Cabinet described the establishment of the ISMO as key to fostering a more “disciplined, open and transparent electricity sector” and said it should assist in facilitating the participation of IPPs, which remain almost absent for the market currently. But owing to the country’s serious supply deficits, and Eskom’s funding stresses, the introduction of private generation is seen as a way of reducing the financial burden on the State and spreading the risk burden.
It is also apparent from the newly endorsed integrated resource plan, or IRP2010, IPPs are perceived as central to diversifying South Africa’s coal-heavy energy mix to include gas, hydro imports, nuclear, biomass, renewable energy, in addition to encouraging energy efficiency.
While details have not been published, the decision to scale up the contribution of renewables to 42% of the yet-to-be-development generation mix, as opposed to the 30% initially envisaged by 2030, is also suggestive of a desire to encourage greater private sector participation, with Eskom itself having a strong focus on coal and nuclear. This, notwithstanding the fact that two of the initial renewable energy projects – the 100 MW Sere wind farm and a 100 MW concentrated solar power plant for Upington in the Northern Cape – will be pursued by the State-owned utility.

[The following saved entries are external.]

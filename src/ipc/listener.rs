//! Unix-socket [`CommandSource`] implementation.
//!
//! Binds a Unix stream socket and accepts one connection at a time.
//! Each line received is parsed as a JSON-encoded [`Command`].
//!
//! # Wire format
//!
//! Every message is a single line of JSON followed by `\n`:
//!
//! ```json
//! {"Transform":{"action":"move","direction":"left"}}
//! {"Transform":{"action":"expand","direction":"down"}}
//! {"Focus":"right"}
//! {"ApplyTile":{"preset":"9","index":4}}
//! {"ApplyTile":{"window":"0x5934277460f0","preset":"7","index":3,"row_span":1,"col_span":2}}
//! "ToggleOverlay"
//! ```

use crate::command::Command;
use crate::traits::CommandSource;
use log::{debug, error, info};
use std::io::{BufRead, BufReader};
use std::os::unix::net::UnixListener;
use std::path::{Path, PathBuf};
use std::sync::mpsc;

/// The conventional socket path: `$XDG_RUNTIME_DIR/gridsnap.sock`, with
/// a `/tmp` fallback when the runtime dir is not set.
pub fn default_socket_path() -> PathBuf {
    match std::env::var_os("XDG_RUNTIME_DIR") {
        Some(dir) => PathBuf::from(dir).join("gridsnap.sock"),
        None => std::env::temp_dir().join("gridsnap.sock"),
    }
}

/// A [`CommandSource`] that listens on a Unix stream socket for
/// JSON-encoded commands.
///
/// Each accepted connection can send multiple newline-delimited JSON
/// commands.  When the connection closes, the listener waits for the
/// next one.
pub struct UnixSocketListener {
    path: PathBuf,
}

/// Errors produced by the Unix socket listener.
#[derive(Debug, thiserror::Error)]
pub enum UnixSocketError {
    #[error("io error: {0}")]
    Io(#[from] std::io::Error),
    #[error("json parse error: {0}")]
    Json(#[from] serde_json::Error),
}

impl UnixSocketListener {
    /// Create a new listener bound to `path`.
    ///
    /// The socket file is created when [`run`](CommandSource::run) is
    /// called; a stale file from a previous run is removed first.
    pub fn new(path: impl AsRef<Path>) -> Self {
        Self {
            path: path.as_ref().to_path_buf(),
        }
    }

    /// The filesystem path of the socket.
    pub fn path(&self) -> &Path {
        &self.path
    }
}

impl CommandSource for UnixSocketListener {
    type Error = UnixSocketError;

    /// Bind the socket and start accepting connections.
    ///
    /// This method **blocks** indefinitely.  Run it on a dedicated thread.
    fn run(&mut self, sink: mpsc::Sender<Command>) -> Result<(), Self::Error> {
        // Remove stale socket if present.
        let _ = std::fs::remove_file(&self.path);

        let listener = UnixListener::bind(&self.path)?;
        info!("listening on {}", self.path.display());

        for stream in listener.incoming() {
            match stream {
                Ok(stream) => {
                    debug!("client connected");
                    let reader = BufReader::new(stream);
                    for line in reader.lines() {
                        match line {
                            Ok(ref text) if text.trim().is_empty() => continue,
                            Ok(text) => match serde_json::from_str::<Command>(&text) {
                                Ok(cmd) => {
                                    debug!("received {:?}", cmd);
                                    if sink.send(cmd).is_err() {
                                        info!("sink closed, shutting down");
                                        return Ok(());
                                    }
                                }
                                Err(e) => {
                                    error!("bad command: {}: {}", text, e);
                                }
                            },
                            Err(e) => {
                                error!("read error: {}", e);
                                break;
                            }
                        }
                    }
                    debug!("client disconnected");
                }
                Err(e) => {
                    error!("accept error: {}", e);
                }
            }
        }
        Ok(())
    }
}

//  Tests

The adjusted IRP2010 apparently sets aside 15% for new coal, down from 16% in the draft, and 23% for new nuclear, as opposed to 25% in the draft. It also sets aside 6% for imported hydro and 6% for imported gas and the balance for peaking open-cycle gas turbines.
But to encourage the level of investment envisaged, the rules of the game will have to be transparent and will need to be perceived as fair. Therefore, much scrutiny will be given to the ISMO Bill and whether it offers the “level playing field” sought by investors in the context of a market structure that will probably remain dominated by Eskom for years to come.
Minister Dipuo Peters has already indicated that a phased-in approach has been favoured over a “big bang”, but told journalists this week that a structure, or institution, is needed to facilitate 30% of new power generation arising from IPPs.
The Bill apparently proposes a phased model, where various stages of independence are outlined, beginning with an entity ring-fenced within Eskom. The migration to full independence could also be guided by milestones rather than by specific timelines, apparently in a bid to reduce the risk associated with such a fundamental restructuring exercise.
However, the proposal to vertically separate the transmission system from Eskom in stages is still likely to attract criticism, particularly from those who view the lack of an independent grid company as a key impediment to further investments by IPPs. Those in favour of the immediate unbundling of Eskom’s transmission business are convinced that it would help attract IPPs, the emergence of which has already been slowed by legislative, pricing and regulatory constraints.
But Eskom has naturally cautioned against immediate separation and has argued that potential conflicts of interests will be mitigated by the fact that the IRP2010, rather than the utility, will dictate what new capacity should be introduced. IPPs highlighted in the plan would receive take-or-pay contracts, which would reduce the financial incentive for Eskom to favour its own capacity over private production.
Nevertheless, many renewable energy IPP developers remain cautious about Eskom’s perceived role of “player and referee”, and believe that the utility remains an impediment to thesigning of IPP contracts.